+++ Extracted data +++

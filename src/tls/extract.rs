//! Leaf certificate extraction.

use anyhow::{anyhow, Result};
use chrono::{DateTime, Utc};
use x509_parser::objects::{oid2abbrev, oid_registry};
use x509_parser::time::ASN1Time;
use x509_parser::x509::X509Name;

use super::SslInfo;

/// Parses a DER-encoded leaf certificate into `SslInfo`.
///
/// Validity is judged only against the certificate's own not-before/not-after
/// window at `now`; the trust chain is never consulted.
pub(crate) fn certificate_info(der: &[u8], now: DateTime<Utc>) -> Result<SslInfo> {
    let (_, cert) = x509_parser::parse_x509_certificate(der)
        .map_err(|e| anyhow!("certificate parse error: {e}"))?;
    let validity = cert.validity();

    let valid_from = asn1_to_utc(&validity.not_before, "not_before")?;
    let valid_to = asn1_to_utc(&validity.not_after, "not_after")?;

    Ok(SslInfo {
        issuer: distinguished_name(cert.issuer()),
        valid_from,
        valid_to,
        is_valid: is_within_validity(now, valid_from, valid_to),
    })
}

/// Renders a name most specific RDN first (`CN=.., O=.., C=..`), the reverse
/// of its DER order. Multi-valued RDNs are joined with ` + `.
fn distinguished_name(name: &X509Name<'_>) -> String {
    let rdns: Vec<String> = name
        .iter_rdn()
        .map(|rdn| {
            rdn.iter()
                .map(|attr| {
                    let key = oid2abbrev(attr.attr_type(), oid_registry())
                        .map(str::to_owned)
                        .unwrap_or_else(|_| attr.attr_type().to_id_string());
                    let value = attr
                        .as_str()
                        .map(str::to_owned)
                        .unwrap_or_else(|_| String::from_utf8_lossy(attr.as_slice()).into_owned());
                    format!("{key}={value}")
                })
                .collect::<Vec<_>>()
                .join(" + ")
        })
        .collect();
    rdns.into_iter().rev().collect::<Vec<_>>().join(", ")
}

fn asn1_to_utc(time: &ASN1Time, field: &str) -> Result<DateTime<Utc>> {
    DateTime::from_timestamp(time.timestamp(), 0)
        .ok_or_else(|| anyhow!("{field} is out of range: {}", time.timestamp()))
}

/// Whether `now` lies within `[valid_from, valid_to]`, both ends inclusive.
pub(crate) fn is_within_validity(
    now: DateTime<Utc>,
    valid_from: DateTime<Utc>,
    valid_to: DateTime<Utc>,
) -> bool {
    valid_from <= now && now <= valid_to
}

#[cfg(test)]
mod tests {
    use super::*;
    use chrono::TimeZone;
    use x509_parser::prelude::FromDer;

    // C=US, O=Acme, CN=R3 in DER order
    const ISSUER_DER: &[u8] = &[
        0x30, 0x29, //
        0x31, 0x0B, 0x30, 0x09, 0x06, 0x03, 0x55, 0x04, 0x06, 0x13, 0x02, b'U', b'S', //
        0x31, 0x0D, 0x30, 0x0B, 0x06, 0x03, 0x55, 0x04, 0x0A, 0x0C, 0x04, b'A', b'c', b'm', b'e', //
        0x31, 0x0B, 0x30, 0x09, 0x06, 0x03, 0x55, 0x04, 0x03, 0x0C, 0x02, b'R', b'3',
    ];

    fn at(y: i32, m: u32, d: u32) -> DateTime<Utc> {
        Utc.with_ymd_and_hms(y, m, d, 0, 0, 0).unwrap()
    }

    #[test]
    fn test_is_within_validity() {
        let from = at(2025, 1, 1);
        let to = at(2026, 1, 1);
        assert!(is_within_validity(at(2025, 6, 1), from, to));
        assert!(is_within_validity(from, from, to));
        assert!(is_within_validity(to, from, to));
        assert!(!is_within_validity(at(2024, 12, 31), from, to));
        assert!(!is_within_validity(at(2026, 1, 2), from, to));
    }

    #[test]
    fn test_distinguished_name_most_specific_first() {
        let (rest, name) = X509Name::from_der(ISSUER_DER).expect("valid name");
        assert!(rest.is_empty());
        assert_eq!(distinguished_name(&name), "CN=R3, O=Acme, C=US");
    }

    #[test]
    fn test_certificate_info_rejects_garbage() {
        let result = certificate_info(b"definitely not DER", Utc::now());
        assert!(result.is_err());
    }
}
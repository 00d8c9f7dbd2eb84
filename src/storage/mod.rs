//! Verdict history persistence.
//!
//! - `pool`: SQLite pool creation (file or in-memory)
//! - `migrations`: schema setup from `migrations/`
//! - `models`: the stored row type
//! - `history`: the `HistoryStore` used by checks and the CLI

mod history;
pub mod migrations;
pub mod models;
pub mod pool;

pub use history::HistoryStore;
pub use migrations::run_migrations;
pub use models::{CheckSource, HistoryRecord};
pub use pool::{init_db_pool_with_path, DbPool, IN_MEMORY_DB};

#[cfg(test)]
mod tests;
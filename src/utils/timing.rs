//! Timestamp helpers.

use std::time::Duration;

/// Current wall-clock time in epoch milliseconds.
pub fn now_millis() -> i64 {
    chrono::Utc::now().timestamp_millis()
}

/// Converts a duration to whole milliseconds, saturating at `u64::MAX`.
pub fn duration_to_ms(duration: Duration) -> u64 {
    u64::try_from(duration.as_millis()).unwrap_or(u64::MAX)
}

+++

### Task directions:
For this exercise, give every entry again exactly as it appears.

### Your response:
filename src/tls/extract.rs
//! Leaf certificate extraction.

use anyhow::{anyhow, Result};
use chrono::{DateTime, Utc};
use x509_parser::objects::{oid2abbrev, oid_registry};
use x509_parser::time::ASN1Time;
use x509_parser::x509::X509Name;

use super::SslInfo;

/// Parses a DER-encoded leaf certificate into `SslInfo`.
///
/// Validity is judged only against the certificate's own not-before/not-after
/// window at `now`; the trust chain is never consulted.
pub(crate) fn certificate_info(der: &[u8], now: DateTime<Utc>) -> Result<SslInfo> {
    let (_, cert) = x509_parser::parse_x509_certificate(der)
        .map_err(|e| anyhow!("certificate parse error: {e}"))?;
    let validity = cert.validity();

    let valid_from = asn1_to_utc(&validity.not_before, "not_before")?;
    let valid_to = asn1_to_utc(&validity.not_after, "not_after")?;

    Ok(SslInfo {
        issuer: distinguished_name(cert.issuer()),
        valid_from,
        valid_to,
        is_valid: is_within_validity(now, valid_from, valid_to),
    })
}

/// Renders a name most specific RDN first (`CN=.., O=.., C=..`), the reverse
/// of its DER order. Multi-valued RDNs are joined with ` + `.
fn distinguished_name(name: &X509Name<'_>) -> String {
    let rdns: Vec<String> = name
        .iter_rdn()
        .map(|rdn| {
            rdn.iter()
                .map(|attr| {
                    let key = oid2abbrev(attr.attr_type(), oid_registry())
                        .map(str::to_owned)
                        .unwrap_or_else(|_| attr.attr_type().to_id_string());
                    let value = attr
                        .as_str()
                        .map(str::to_owned)
                        .unwrap_or_else(|_| String::from_utf8_lossy(attr.as_slice()).into_owned());
                    format!("{key}={value}")
                })
                .collect::<Vec<_>>()
                .join(" + ")
        })
        .collect();
    rdns.into_iter().rev().collect::<Vec<_>>().join(", ")
}

fn asn1_to_utc(time: &ASN1Time, field: &str) -> Result<DateTime<Utc>> {
    DateTime::from_timestamp(time.timestamp(), 0)
        .ok_or_else(|| anyhow!("{field} is out of range: {}", time.timestamp()))
}

/// Whether `now` lies within `[valid_from, valid_to]`, both ends inclusive.
pub(crate) fn is_within_validity(
    now: DateTime<Utc>,
    valid_from: DateTime<Utc>,
    valid_to: DateTime<Utc>,
) -> bool {
    valid_from <= now && now <= valid_to
}

#[cfg(test)]
mod tests {
    use super::*;
    use chrono::TimeZone;
    use x509_parser::prelude::FromDer;

    // C=US, O=Acme, CN=R3 in DER order
    const ISSUER_DER: &[u8] = &[
        0x30, 0x29, //
        0x31, 0x0B, 0x30, 0x09, 0x06, 0x03, 0x55, 0x04, 0x06, 0x13, 0x02, b'U', b'S', //
        0x31, 0x0D, 0x30, 0x0B, 0x06, 0x03, 0x55, 0x04, 0x0A, 0x0C, 0x04, b'A', b'c', b'm', b'e', //
        0x31, 0x0B, 0x30, 0x09, 0x06, 0x03, 0x55, 0x04, 0x03, 0x0C, 0x02, b'R', b'3',
    ];

    fn at(y: i32, m: u32, d: u32) -> DateTime<Utc> {
        Utc.with_ymd_and_hms(y, m, d, 0, 0, 0).unwrap()
    }

    #[test]
    fn test_is_within_validity() {
        let from = at(2025, 1, 1);
        let to = at(2026, 1, 1);
        assert!(is_within_validity(at(2025, 6, 1), from, to));
        assert!(is_within_validity(from, from, to));
        assert!(is_within_validity(to, from, to));
        assert!(!is_within_validity(at(2024, 12, 31), from, to));
        assert!(!is_within_validity(at(2026, 1, 2), from, to));
    }

    #[test]
    fn test_distinguished_name_most_specific_first() {
        let (rest, name) = X509Name::from_der(ISSUER_DER).expect("valid name");
        assert!(rest.is_empty());
        assert_eq!(distinguished_name(&name), "CN=R3, O=Acme, C=US");
    }

    #[test]
    fn test_certificate_info_rejects_garbage() {
        let result = certificate_info(b"definitely not DER", Utc::now());
        assert!(result.is_err());
    }
}
repository 00d8c9f7dbd2eb84
filename src/storage/mod.rs
//! Verdict history persistence.
//!
//! - `pool`: SQLite pool creation (file or in-memory)
//! - `migrations`: schema setup from `migrations/`
//! - `models`: the stored row type
//! - `history`: the `HistoryStore` used by checks and the CLI

mod history;
pub mod migrations;
pub mod models;
pub mod pool;

pub use history::HistoryStore;
pub use migrations::run_migrations;
pub use models::{CheckSource, HistoryRecord};
pub use pool::{init_db_pool_with_path, DbPool, IN_MEMORY_DB};

#[cfg(test)]
mod tests;
filename src/utils/timing.rs
//! Timestamp helpers.

use std::time::Duration;

/// Current wall-clock time in epoch milliseconds.
pub fn now_millis() -> i64 {
    chrono::Utc::now().timestamp_millis()
}

/// Converts a duration to whole milliseconds, saturating at `u64::MAX`.
pub fn duration_to_ms(duration: Duration) -> u64 {
    u64::try_from(duration.as_millis()).unwrap_or(u64::MAX)
}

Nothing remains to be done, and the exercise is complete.